Жду и надеюсь

22
18
20
22
24
26
28
30

Шурка смеется. В воображении своем, в проклятой своем пылком, разбуженном и натренированном чтением воображении он уже прошел все это, и происходящее воочию, оказывается, не так страшно. Он поудобнее укладывает «вальтер», чтобы легко было взять его любой рукой, и снова берется за автомат. Ага, как же он сразу не заметил: затвор удержался на боевом взводе, значит, по крайней мере один патрон еще есть в приемнике.

Высокий «охотничек», пригибаясь, идет по лугу. До него еще далеко, но Шурка начинает целиться. На пулевую суету вокруг он не обращает внимания. Он должен добить все патроны в автомате, чтобы оправдать выстрел из «вальтера».

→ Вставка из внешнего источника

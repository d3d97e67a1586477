//! # Invoke Capture
//!
//! Turns chained member access plus a final invocation into a single
//! `(path, args)` pair, with no schema declared on the calling side:
//! `remote.at("store").at("get").call(args)` submits
//! `(["store", "get"], args)`.

use std::sync::Arc;

use riftpack::Value;

use crate::deferred::Wait;

/// The generic call seam the capture feeds. The protocol layer needs
/// nothing more than `(path, args) -> wait`.
pub trait InvokeSink: Send + Sync + 'static {
    fn submit(&self, path: Vec<String>, args: Vec<Value>) -> Wait<Value>;
}

/// A call-capturing handle addressing one remote member.
#[derive(Clone)]
pub struct Capture {
    sink: Arc<dyn InvokeSink>,
    path: Vec<String>,
}

impl Capture {
    /// The root capture, addressing the remote surface itself.
    pub fn root(sink: Arc<dyn InvokeSink>) -> Self {
        Self {
            sink,
            path: Vec::new(),
        }
    }

    /// A new capture addressing the member `name` of this one. The parent
    /// is left untouched.
    ///
    /// # Panics
    ///
    /// An empty member name is a programming error and panics.
    pub fn at(&self, name: &str) -> Capture {
        assert!(!name.is_empty(), "remote member name must not be empty");
        let mut path = self.path.clone();
        path.push(name.to_string());
        Capture {
            sink: self.sink.clone(),
            path,
        }
    }

    /// Invokes the addressed member, submitting the captured path and the
    /// argument list to the sink exactly once.
    pub fn call(&self, args: Vec<Value>) -> Wait<Value> {
        self.sink.submit(self.path.clone(), args)
    }

    /// The member path this capture addresses.
    pub fn path(&self) -> &[String] {
        &self.path
    }
}
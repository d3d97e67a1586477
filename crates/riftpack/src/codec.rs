//! # Structural Serialization
//!
//! A recursive structural copy that tags the one non-plain value kind
//! (URL locators) so it survives a channel that clones only plain data.
//!
//! ## Invariants
//!
//! - `deserialize(serialize(v))` is structurally equal to `v` for any value
//!   built from primitives, lists, records, and locators, at arbitrary
//!   nesting depth.
//! - `Opaque` values pass through both directions untouched.

use std::collections::BTreeMap;

use url::Url;

use crate::value::Value;

/// Key of the tagged record a locator becomes on the wire.
pub const LOCATOR_KEY: &str = "locator";

/// Prepares a value for the channel.
///
/// Primitives and opaque values pass through; lists map element-wise;
/// records copy key-by-key, recursing; a locator becomes the tagged record
/// `{"locator": <absolute string form>}`.
pub fn serialize(value: Value) -> Value {
    match value {
        Value::List(items) => Value::List(items.into_iter().map(serialize).collect()),
        Value::Record(entries) => Value::Record(
            entries
                .into_iter()
                .map(|(key, value)| (key, serialize(value)))
                .collect(),
        ),
        Value::Locator(url) => {
            let mut tagged = BTreeMap::new();
            tagged.insert(LOCATOR_KEY.to_string(), Value::Text(url.to_string()));
            Value::Record(tagged)
        }
        other => other,
    }
}

/// Restores a value received from the channel. Exact mirror of [`serialize`].
pub fn deserialize(value: Value) -> Value {
    match value {
        Value::List(items) => Value::List(items.into_iter().map(deserialize).collect()),
        Value::Record(entries) => {
            if let Some(url) = locator_from(&entries) {
                return Value::Locator(url);
            }
            Value::Record(
                entries
                    .into_iter()
                    .map(|(key, value)| (key, deserialize(value)))
                    .collect(),
            )
        }
        other => other,
    }
}

/// Recognizes the tagged locator record: exactly one key, [`LOCATOR_KEY`],
/// holding text that parses as an absolute URL.
fn locator_from(entries: &BTreeMap<String, Value>) -> Option<Url> {
    if entries.len() != 1 {
        return None;
    }
    match entries.get(LOCATOR_KEY)? {
        Value::Text(raw) => Url::parse(raw).ok(),
        _ => None,
    }
}
//! # Single-Settle Futures
//!
//! `Deferred` is the unit of suspension: one result, settled at most once,
//! awaited by any number of parties.
//!
//! ## Invariants
//!
//! - The first of `done`/`abort` wins; every later settlement is a no-op.
//! - A `Wait` whose settler is dropped unsettled never completes.

use riftrpc::Fault;
use tokio::sync::watch;

/// The settled result of an exchange.
pub type Outcome<T> = Result<T, Fault>;

/// A single-settle deferred result.
pub struct Deferred<T> {
    slot: watch::Sender<Option<Outcome<T>>>,
}

impl<T: Clone> Deferred<T> {
    pub fn new() -> Self {
        let (slot, _) = watch::channel(None);
        Self { slot }
    }

    /// A waiter on this result. Waiters are independent and cheap; each
    /// observes the one settled outcome.
    pub fn wait(&self) -> Wait<T> {
        Wait {
            slot: self.slot.subscribe(),
        }
    }

    /// Settles with a success value. Returns whether this call won.
    pub fn done(&self, value: T) -> bool {
        self.settle(Ok(value))
    }

    /// Settles with a failure. Returns whether this call won.
    pub fn abort(&self, fault: Fault) -> bool {
        self.settle(Err(fault))
    }

    fn settle(&self, outcome: Outcome<T>) -> bool {
        self.slot.send_if_modified(|slot| {
            if slot.is_some() {
                return false;
            }
            *slot = Some(outcome);
            true
        })
    }
}

impl<T: Clone> Default for Deferred<T> {
    fn default() -> Self {
        Self::new()
    }
}

/// A handle awaiting a [`Deferred`]'s outcome.
#[derive(Clone)]
pub struct Wait<T> {
    slot: watch::Receiver<Option<Outcome<T>>>,
}

impl<T: Clone> Wait<T> {
    /// Resolves once the deferred settles. Never resolves if the settler
    /// is dropped first.
    pub async fn recv(mut self) -> Outcome<T> {
        let settled = match self.slot.wait_for(|slot| slot.is_some()).await {
            Ok(slot) => (*slot).clone(),
            Err(_) => None,
        };
        match settled {
            Some(outcome) => outcome,
            None => std::future::pending().await,
        }
    }

    /// Whether the deferred has already settled.
    pub fn is_settled(&self) -> bool {
        self.slot.borrow().is_some()
    }
}
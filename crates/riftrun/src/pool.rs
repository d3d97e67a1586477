//! # Task Pool
//!
//! Id-keyed registry of calls awaiting a reply. Outbound dispatch inserts
//! an entry; inbound replies settle it by id. Correlation relies on ids
//! alone, never on arrival order.
//!
//! ## Invariants
//!
//! - Generated ids are collision-resistant random tokens: two independently
//!   started peers must never collide.
//! - Settling removes the entry, so the pool stays bounded by the number of
//!   calls actually in flight.
//! - A reply for an unknown id is a logged no-op and must never disturb
//!   other pending tasks.

use dashmap::DashMap;
use riftpack::Value;
use riftrpc::Fault;

use crate::deferred::Deferred;
use crate::deferred::Wait;

/// Pending exchanges keyed by message id.
pub struct TaskPool {
    tasks: DashMap<String, Deferred<Value>>,
}

impl TaskPool {
    pub fn new() -> Self {
        Self {
            tasks: DashMap::new(),
        }
    }

    /// Registers a new pending task and returns its id and future.
    ///
    /// A generated id is a random 128-bit token; an explicit id is reserved
    /// for the handshake exchange.
    pub fn create(&self, explicit: Option<&str>) -> (String, Wait<Value>) {
        let id = match explicit {
            Some(id) => id.to_string(),
            None => format!("{:032x}", rand::random::<u128>()),
        };
        let task = Deferred::new();
        let wait = task.wait();
        self.tasks.insert(id.clone(), task);
        (id, wait)
    }

    /// Settles the task for `id` with a success value.
    pub fn done(&self, id: &str, value: Value) {
        let Some((_, task)) = self.tasks.remove(id) else {
            tracing::debug!(id, "response for unknown task id, ignoring");
            return;
        };
        task.done(value);
    }

    /// Settles the task for `id` with a failure.
    pub fn abort(&self, id: &str, fault: Fault) {
        let Some((_, task)) = self.tasks.remove(id) else {
            tracing::debug!(id, fault = %fault, "error for unknown task id, ignoring");
            return;
        };
        task.abort(fault);
    }

    /// Whether `id` is still awaiting a reply.
    pub fn contains(&self, id: &str) -> bool {
        self.tasks.contains_key(id)
    }

    /// Number of pending tasks.
    pub fn len(&self) -> usize {
        self.tasks.len()
    }

    pub fn is_empty(&self) -> bool {
        self.tasks.is_empty()
    }
}

impl Default for TaskPool {
    fn default() -> Self {
        Self::new()
    }
}
// crates/riftrpc/src/lib.rs
//! # RiftRPC
//!
//! The wire envelope for remote invocation between two isolated contexts.
//!
//! ## Architecture
//!
//! The channel carries [`riftpack::Value`] trees; this crate defines the
//! marker-tagged envelope both peers exchange on top of them. Decoding
//! distinguishes foreign traffic (not an envelope at all, to be dropped)
//! from marked envelopes with malformed bodies (attributable to an id, to
//! be answered with a terminal rejection).

mod fault;
mod message;


pub use crate::fault::Fault;
pub use crate::fault::FaultKind;

pub use crate::message::Body;
pub use crate::message::DecodeError;
pub use crate::message::Invoke;
pub use crate::message::Message;
pub use crate::message::HANDSHAKE_ID;
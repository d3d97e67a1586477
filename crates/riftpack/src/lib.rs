// crates/riftpack/src/lib.rs
//! Structural value model and serialization for data crossing a message channel.

mod codec;
mod value;

#[cfg(test)]
mod tests;

pub use url::Url;

pub use crate::value::Opaque;
pub use crate::value::Value;

pub use crate::codec::deserialize;
pub use crate::codec::serialize;
pub use crate::codec::LOCATOR_KEY;
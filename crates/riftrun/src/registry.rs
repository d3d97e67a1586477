//! # Implementation Registry
//!
//! The locally supplied implementation: an arbitrarily nested, string-keyed
//! tree of async methods answering inbound requests.
//!
//! ## Invariants
//!
//! - Resolution failures are application errors to forward, never local
//!   panics: the peer always receives a terminal answer.

use std::collections::HashMap;
use std::future::Future;
use std::pin::Pin;
use std::sync::Arc;

use riftpack::Value;
use riftrpc::Fault;

/// A servicing method's future.
pub type MethodFuture = Pin<Box<dyn Future<Output = Result<Value, Fault>> + Send>>;

/// A leaf callable in the registry.
pub type Method = Arc<dyn Fn(Vec<Value>) -> MethodFuture + Send + Sync>;

enum Member {
    Module(Registry),
    Method(Method),
}

/// String-keyed tree of modules and methods.
#[derive(Default)]
pub struct Registry {
    members: HashMap<String, Member>,
}

impl Registry {
    pub fn new() -> Self {
        Self {
            members: HashMap::new(),
        }
    }

    /// Nests a named module built by `build`.
    pub fn module(mut self, name: &str, build: impl FnOnce(Registry) -> Registry) -> Self {
        self.members
            .insert(name.to_string(), Member::Module(build(Registry::new())));
        self
    }

    /// Registers a method under `name`.
    pub fn method<F, Fut>(mut self, name: &str, method: F) -> Self
    where
        F: Fn(Vec<Value>) -> Fut + Send + Sync + 'static,
        Fut: Future<Output = Result<Value, Fault>> + Send + 'static,
    {
        let method: Method = Arc::new(move |args| -> MethodFuture { Box::pin(method(args)) });
        self.members.insert(name.to_string(), Member::Method(method));
        self
    }

    /// Walks `path` to a callable. A miss at any depth is an
    /// unreachable-path fault for the peer, not a local error.
    pub fn resolve(&self, path: &[String]) -> Result<Method, Fault> {
        let Some((last, modules)) = path.split_last() else {
            return Err(Fault::unreachable(path));
        };
        let mut node = self;
        for name in modules {
            match node.members.get(name) {
                Some(Member::Module(module)) => node = module,
                _ => return Err(Fault::unreachable(path)),
            }
        }
        match node.members.get(last) {
            Some(Member::Method(method)) => Ok(method.clone()),
            _ => Err(Fault::unreachable(path)),
        }
    }
}
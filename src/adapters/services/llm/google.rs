//! Google Gemini model gateway adapter
//!
//! Implements the ModelGatewayPort for Google's Gemini `generateContent` API.
//! Supports inline media (uploaded audio) and JSON response mode.

use crate::config::GatewayConfig;
use crate::error::{AppError, Result};
use crate::ports::llm::{
    GenerationRequest, MediaPart, ModelGatewayPort, ModelResponse, ResponseFormat,
};
use async_trait::async_trait;
use reqwest::{Client, StatusCode};
use serde::{Deserialize, Serialize};
use std::time::Duration;
use tokio_retry2::strategy::{jitter, FixedInterval};
use tokio_retry2::{Retry, RetryError};

/// Google Gemini service implementation
pub struct GoogleService {
    client: Client,
    api_key: String,
    base_url: String,
    max_retries: usize,
    retry_backoff: Duration,
}

#[derive(Debug, Serialize)]
#[serde(rename_all = "camelCase")]
struct GenerateContentRequest {
    contents: Vec<Content>,
    #[serde(skip_serializing_if = "Option::is_none")]
    generation_config: Option<GenerationConfig>,
}

#[derive(Debug, Serialize)]
struct Content {
    role: &'static str,
    parts: Vec<Part>,
}

#[derive(Debug, Serialize)]
#[serde(rename_all = "camelCase")]
struct Part {
    #[serde(skip_serializing_if = "Option::is_none")]
    text: Option<String>,
    #[serde(skip_serializing_if = "Option::is_none")]
    inline_data: Option<InlineData>,
}

#[derive(Debug, Serialize)]
#[serde(rename_all = "camelCase")]
struct InlineData {
    mime_type: String,
    data: String,
}

#[derive(Debug, Serialize, Default)]
#[serde(rename_all = "camelCase")]
struct GenerationConfig {
    #[serde(skip_serializing_if = "Option::is_none")]
    temperature: Option<f32>,
    #[serde(skip_serializing_if = "Option::is_none")]
    max_output_tokens: Option<u32>,
    #[serde(skip_serializing_if = "Option::is_none")]
    response_mime_type: Option<&'static str>,
}

#[derive(Debug, Deserialize)]
#[serde(rename_all = "camelCase")]
struct GenerateContentResponse {
    #[serde(default)]
    candidates: Vec<Candidate>,
    prompt_feedback: Option<PromptFeedback>,
}

#[derive(Debug, Deserialize)]
#[serde(rename_all = "camelCase")]
struct Candidate {
    content: Option<ResponseContent>,
    finish_reason: Option<String>,
}

#[derive(Debug, Deserialize)]
struct ResponseContent {
    #[serde(default)]
    parts: Vec<ResponsePart>,
}

#[derive(Debug, Deserialize)]
struct ResponsePart {
    text: Option<String>,
}

#[derive(Debug, Deserialize)]
#[serde(rename_all = "camelCase")]
struct PromptFeedback {
    block_reason: Option<String>,
}

impl GoogleService {
    /// Create a new Google Gemini service from the gateway settings
    pub fn new(config: &GatewayConfig) -> Result<Self> {
        let client = Client::builder()
            .timeout(config.timeout())
            .build()
            .map_err(|e| AppError::Config(format!("Failed to create HTTP client: {}", e)))?;

        Ok(Self {
            client,
            api_key: config.api_key.clone(),
            base_url: config.base_url.trim_end_matches('/').to_string(),
            max_retries: config.max_retries,
            retry_backoff: Duration::from_millis(config.retry_backoff_ms),
        })
    }

    /// Full model path, e.g. "gemini-pro" -> "models/gemini-pro"
    fn model_path(model: &str) -> String {
        if model.starts_with("models/") {
            model.to_string()
        } else {
            format!("models/{}", model)
        }
    }

    fn build_request(request: &GenerationRequest) -> GenerateContentRequest {
        let mut parts = Vec::with_capacity(2);
        if let Some(MediaPart { mime_type, data }) = &request.media {
            parts.push(Part {
                text: None,
                inline_data: Some(InlineData {
                    mime_type: mime_type.clone(),
                    data: data.clone(),
                }),
            });
        }
        parts.push(Part {
            text: Some(request.prompt.clone()),
            inline_data: None,
        });

        let generation_config = GenerationConfig {
            temperature: request.temperature,
            max_output_tokens: request.max_output_tokens,
            response_mime_type: match request.response_format {
                ResponseFormat::Json => Some("application/json"),
                ResponseFormat::Text => None,
            },
        };

        let has_settings = generation_config.temperature.is_some()
            || generation_config.max_output_tokens.is_some()
            || generation_config.response_mime_type.is_some();

        GenerateContentRequest {
            contents: vec![Content {
                role: "user",
                parts,
            }],
            generation_config: has_settings.then_some(generation_config),
        }
    }

    /// Collapse a 2xx body into candidate text or an empty result
    fn extract_response(body: GenerateContentResponse) -> ModelResponse {
        let block_reason = body.prompt_feedback.and_then(|f| f.block_reason);

        let Some(candidate) = body.candidates.into_iter().next() else {
            return ModelResponse::Empty {
                reason: block_reason.or_else(|| Some("no candidates".to_string())),
            };
        };

        let text: String = candidate
            .content
            .map(|c| c.parts.into_iter().filter_map(|p| p.text).collect())
            .unwrap_or_default();

        match ModelResponse::from_text(text) {
            ModelResponse::Empty { .. } => ModelResponse::Empty {
                reason: candidate.finish_reason.or(block_reason),
            },
            response => response,
        }
    }

    fn is_transient(status: StatusCode) -> bool {
        status == StatusCode::TOO_MANY_REQUESTS || status.is_server_error()
    }

    /// One generateContent call, classified for the retry loop
    async fn attempt(
        &self,
        url: &str,
        body: &GenerateContentRequest,
    ) -> std::result::Result<ModelResponse, RetryError<AppError>> {
        let response = self
            .client
            .post(url)
            .query(&[("key", &self.api_key)])
            .json(body)
            .send()
            .await
            .map_err(|e| {
                // the URL carries the API key
                let e = e.without_url();
                log::warn!("GenerateContent request failed: {}", e);
                RetryError::Transient {
                    err: AppError::GatewayUnavailable(format!(
                        "GenerateContent request failed: {}",
                        e
                    )),
                    retry_after: None,
                }
            })?;

        let status = response.status();
        if !status.is_success() {
            let error_text = response.text().await.unwrap_or_default();
            log::warn!("GenerateContent returned {}: {}", status, error_text);
            let err = AppError::GatewayUnavailable(format!(
                "GenerateContent failed with status {}: {}",
                status, error_text
            ));
            return Err(if Self::is_transient(status) {
                RetryError::Transient {
                    err,
                    retry_after: None,
                }
            } else {
                RetryError::Permanent(err)
            });
        }

        let content_response: GenerateContentResponse = response.json().await.map_err(|e| {
            RetryError::Permanent(AppError::GatewayUnavailable(format!(
                "Failed to parse content response: {}",
                e.without_url()
            )))
        })?;

        Ok(Self::extract_response(content_response))
    }
}

#[async_trait]
impl ModelGatewayPort for GoogleService {
    async fn generate(&self, request: &GenerationRequest) -> Result<ModelResponse> {
        if !self.is_configured() {
            return Err(AppError::GatewayUnavailable(
                "Gemini API key is not configured".to_string(),
            ));
        }

        let url = format!(
            "{}/{}:generateContent",
            self.base_url,
            Self::model_path(&request.model)
        );
        let body = Self::build_request(request);

        log::info!(
            "Calling Google generateContent with model: {} (media: {})",
            request.model,
            request.media.is_some()
        );

        let strategy = FixedInterval::new(self.retry_backoff)
            .map(jitter)
            .take(self.max_retries);

        let response = Retry::spawn(strategy, || self.attempt(&url, &body)).await?;

        match &response {
            ModelResponse::Text(text) => log::info!(
                "Google completion successful, generated {} characters",
                text.len()
            ),
            ModelResponse::Empty { reason } => log::warn!(
                "Google completion returned no text (reason: {})",
                reason.as_deref().unwrap_or("unspecified")
            ),
        }

        Ok(response)
    }

    fn provider_name(&self) -> &str {
        "google"
    }

    fn is_configured(&self) -> bool {
        !self.api_key.is_empty()
    }
}

#[cfg(test)]
mod tests {
    use super::*;
    use crate::adapters::services::test_server::CannedServer;

    const TEXT_BODY: &str =
        r#"{"candidates": [{"content": {"parts": [{"text": "Hello"}]}, "finishReason": "STOP"}]}"#;

    fn service_at(server: &CannedServer, max_retries: usize) -> GoogleService {
        GoogleService::new(&GatewayConfig {
            api_key: "test-key".to_string(),
            base_url: server.base_url.clone(),
            max_retries,
            retry_backoff_ms: 1,
            ..Default::default()
        })
        .unwrap()
    }

    fn hello() -> GenerationRequest {
        GenerationRequest::new("gemini-2.0-flash", "Say hello")
    }

    fn service(api_key: &str) -> GoogleService {
        GoogleService::new(&GatewayConfig {
            api_key: api_key.to_string(),
            ..Default::default()
        })
        .unwrap()
    }

    fn parse(json: &str) -> GenerateContentResponse {
        serde_json::from_str(json).unwrap()
    }

    #[test]
    fn test_google_service_creation() {
        let service = service("test_api_key");
        assert_eq!(service.provider_name(), "google");
        assert!(service.is_configured());
    }

    #[test]
    fn test_google_service_not_configured() {
        assert!(!service("").is_configured());
    }

    #[tokio::test]
    async fn test_unconfigured_service_fails_without_network() {
        let result = service("")
            .generate(&GenerationRequest::new("gemini-2.0-flash", "hi"))
            .await;
        assert!(matches!(result, Err(AppError::GatewayUnavailable(_))));
    }

    #[test]
    fn test_model_path() {
        assert_eq!(GoogleService::model_path("gemini-pro"), "models/gemini-pro");
        assert_eq!(
            GoogleService::model_path("models/gemini-pro"),
            "models/gemini-pro"
        );
    }

    #[test]
    fn test_request_with_media_and_json() {
        let request = GenerationRequest::new("gemini-2.0-flash", "Transcribe")
            .with_media(MediaPart {
                mime_type: "audio/mpeg".to_string(),
                data: "Zm9v".to_string(),
            })
            .with_response_format(ResponseFormat::Json);

        let body = serde_json::to_value(GoogleService::build_request(&request)).unwrap();
        let parts = &body["contents"][0]["parts"];
        assert_eq!(parts[0]["inlineData"]["mimeType"], "audio/mpeg");
        assert_eq!(parts[0]["inlineData"]["data"], "Zm9v");
        assert_eq!(parts[1]["text"], "Transcribe");
        assert_eq!(
            body["generationConfig"]["responseMimeType"],
            "application/json"
        );
    }

    #[test]
    fn test_plain_request_omits_generation_config() {
        let request = GenerationRequest::new("gemini-2.0-flash", "Hello");
        let body = serde_json::to_value(GoogleService::build_request(&request)).unwrap();
        assert!(body.get("generationConfig").is_none());
        assert_eq!(body["contents"][0]["parts"].as_array().unwrap().len(), 1);
    }

    #[test]
    fn test_extract_text_joins_parts() {
        let body = parse(
            r#"{"candidates": [{"content": {"parts": [{"text": "Hello "}, {"text": "world"}], "role": "model"}, "finishReason": "STOP"}]}"#,
        );
        assert_eq!(
            GoogleService::extract_response(body),
            ModelResponse::Text("Hello world".to_string())
        );
    }

    #[test]
    fn test_extract_blocked_prompt() {
        let body = parse(r#"{"promptFeedback": {"blockReason": "SAFETY"}}"#);
        assert_eq!(
            GoogleService::extract_response(body),
            ModelResponse::Empty {
                reason: Some("SAFETY".to_string())
            }
        );
    }

    #[test]
    fn test_extract_filtered_candidate() {
        let body = parse(r#"{"candidates": [{"finishReason": "SAFETY"}]}"#);
        assert_eq!(
            GoogleService::extract_response(body),
            ModelResponse::Empty {
                reason: Some("SAFETY".to_string())
            }
        );
    }

    #[test]
    fn test_transient_statuses() {
        assert!(GoogleService::is_transient(StatusCode::TOO_MANY_REQUESTS));
        assert!(GoogleService::is_transient(StatusCode::SERVICE_UNAVAILABLE));
        assert!(!GoogleService::is_transient(StatusCode::BAD_REQUEST));
        assert!(!GoogleService::is_transient(StatusCode::FORBIDDEN));
    }

    #[tokio::test]
    async fn test_generate_returns_text() {
        let server = CannedServer::start(StatusCode::OK, TEXT_BODY).await;
        let response = service_at(&server, 1).generate(&hello()).await.unwrap();

        assert_eq!(response, ModelResponse::Text("Hello".to_string()));
        assert_eq!(server.hits(), 1);
        assert_eq!(server.queries(), vec!["key=test-key".to_string()]);
    }

    #[tokio::test]
    async fn test_server_error_is_retried() {
        let server = CannedServer::start(StatusCode::SERVICE_UNAVAILABLE, "overloaded").await;
        let result = service_at(&server, 1).generate(&hello()).await;

        assert!(matches!(result, Err(AppError::GatewayUnavailable(_))));
        assert_eq!(server.hits(), 2);
    }

    #[tokio::test]
    async fn test_rate_limit_retried_up_to_max_retries() {
        let server = CannedServer::start(StatusCode::TOO_MANY_REQUESTS, "slow down").await;
        let result = service_at(&server, 3).generate(&hello()).await;

        assert!(matches!(result, Err(AppError::GatewayUnavailable(_))));
        assert_eq!(server.hits(), 4);
    }

    #[tokio::test]
    async fn test_client_error_fails_after_one_attempt() {
        let server = CannedServer::start(StatusCode::BAD_REQUEST, "bad request").await;
        let result = service_at(&server, 3).generate(&hello()).await;

        assert!(matches!(result, Err(AppError::GatewayUnavailable(_))));
        assert_eq!(server.hits(), 1);
    }

    #[tokio::test]
    async fn test_malformed_body_fails_after_one_attempt() {
        let server = CannedServer::start(StatusCode::OK, "<html>not json</html>").await;
        let result = service_at(&server, 3).generate(&hello()).await;

        assert!(matches!(result, Err(AppError::GatewayUnavailable(_))));
        assert_eq!(server.hits(), 1);
    }

    #[tokio::test]
    async fn test_no_candidates_is_empty() {
        let server = CannedServer::start(StatusCode::OK, r#"{"candidates": []}"#).await;
        let response = service_at(&server, 1).generate(&hello()).await.unwrap();

        assert!(matches!(response, ModelResponse::Empty { .. }));
        assert_eq!(server.hits(), 1);
    }
}
/// Model gateway port trait
///
/// Defines the single interface through which the flows reach a hosted
/// generative model. Implementation: Google Gemini.
use crate::error::Result;
use async_trait::async_trait;
use serde::{Deserialize, Serialize};

/// Binary media attached to a request (e.g. uploaded audio)
#[derive(Debug, Clone, PartialEq, Eq, Serialize, Deserialize)]
#[serde(rename_all = "camelCase")]
pub struct MediaPart {
    pub mime_type: String,
    /// Base64-encoded bytes
    pub data: String,
}

/// Shape the model is asked to answer in
#[derive(Debug, Clone, Copy, PartialEq, Eq, Default)]
pub enum ResponseFormat {
    #[default]
    Text,
    Json,
}

/// A rendered prompt addressed to a specific model
#[derive(Debug, Clone, PartialEq)]
pub struct GenerationRequest {
    /// Model name (e.g., "gemini-2.0-flash")
    pub model: String,
    pub prompt: String,
    pub media: Option<MediaPart>,
    pub response_format: ResponseFormat,
    pub temperature: Option<f32>,
    pub max_output_tokens: Option<u32>,
}

impl GenerationRequest {
    pub fn new(model: impl Into<String>, prompt: impl Into<String>) -> Self {
        Self {
            model: model.into(),
            prompt: prompt.into(),
            media: None,
            response_format: ResponseFormat::Text,
            temperature: None,
            max_output_tokens: None,
        }
    }

    /// Attaches media (builder pattern)
    pub fn with_media(mut self, media: MediaPart) -> Self {
        self.media = Some(media);
        self
    }

    /// Sets the response format (builder pattern)
    pub fn with_response_format(mut self, format: ResponseFormat) -> Self {
        self.response_format = format;
        self
    }

    /// Sets sampling settings (builder pattern)
    pub fn with_generation(mut self, temperature: Option<f32>, max_output_tokens: Option<u32>) -> Self {
        self.temperature = temperature;
        self.max_output_tokens = max_output_tokens;
        self
    }
}

/// What a successful (2xx) model call produced
#[derive(Debug, Clone, PartialEq, Eq)]
pub enum ModelResponse {
    /// Candidate text, trimmed and non-empty
    Text(String),
    /// No usable text: no candidate, safety filtered, or whitespace only
    Empty { reason: Option<String> },
}

impl ModelResponse {
    /// Wraps model text, treating blank text as empty output
    pub fn from_text(text: impl Into<String>) -> Self {
        let text = text.into();
        let trimmed = text.trim();
        if trimmed.is_empty() {
            ModelResponse::Empty { reason: None }
        } else {
            ModelResponse::Text(trimmed.to_string())
        }
    }

    pub fn text(&self) -> Option<&str> {
        match self {
            ModelResponse::Text(text) => Some(text),
            ModelResponse::Empty { .. } => None,
        }
    }

    /// Returns the text, or the given fallback sentence for empty output
    pub fn into_text_or(self, fallback: &str) -> String {
        match self {
            ModelResponse::Text(text) => text,
            ModelResponse::Empty { reason } => {
                log::warn!(
                    "Model returned no usable text (reason: {}), using fallback",
                    reason.as_deref().unwrap_or("unspecified")
                );
                fallback.to_string()
            }
        }
    }
}

/// Port trait for hosted model services
#[async_trait]
pub trait ModelGatewayPort: Send + Sync {
    /// Send one request to the model and return its raw output
    ///
    /// Transport and HTTP failures are `GatewayUnavailable`; a 2xx response
    /// without usable text is `Ok(ModelResponse::Empty)`.
    async fn generate(&self, request: &GenerationRequest) -> Result<ModelResponse>;

    /// Get the provider name
    fn provider_name(&self) -> &str;

    /// Check if the service is configured (has API key)
    fn is_configured(&self) -> bool;
}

Надо подождать совсем немного, пока приблизится этот, медленно подминающий траву. Только не отпускай себя, Шурка, не давай вернуться страху. Думай о чем-нибудь вечном, нетленном и прекрасном. Думай о городе, в котором ты вырос, о каштанах, коричневыми ядрами выскакивающих из расколовшейся шипастой оболочки и скачущих живым скоком по отполированной брусчатке наклонных улиц, о стынущих осенних заднепровских далях, открывающихся с откосов Первомайского сада, о полынных склонах Лукьяновки, которые, разъединив два города, верхний и нижний, вдруг вводят тебя в третий, степной, стрекочущий цикадами, о песке Чортороя, самом чистом в мире песке, который уносит тебя мягко и нежно под солнцем, будто тугая волна; думай о городе, который светится, как лампа на столе, который никогда не может надоесть, как лицо любимого человека. Думай о чернобыльских хуторах, рассеянных по лесам, полянам, перелескам, о ставках и копан-ках, заполненных темной водой, где ходят прирученными стайками рыбы, о бледно-розовых полях гречихи с музыкой пчел поверху, о неторопливых людях с лицами, готовыми к улыбке. Думай о том, что ты можешь унести с собой, чего никому уже не взять, только о Вере не думай. Это иная жизнь, она прольется дальше, без тебя, и кто-то займет твое место. Вера — это боль, не думай, просто пожелай, чтоб жизнь ее удалась.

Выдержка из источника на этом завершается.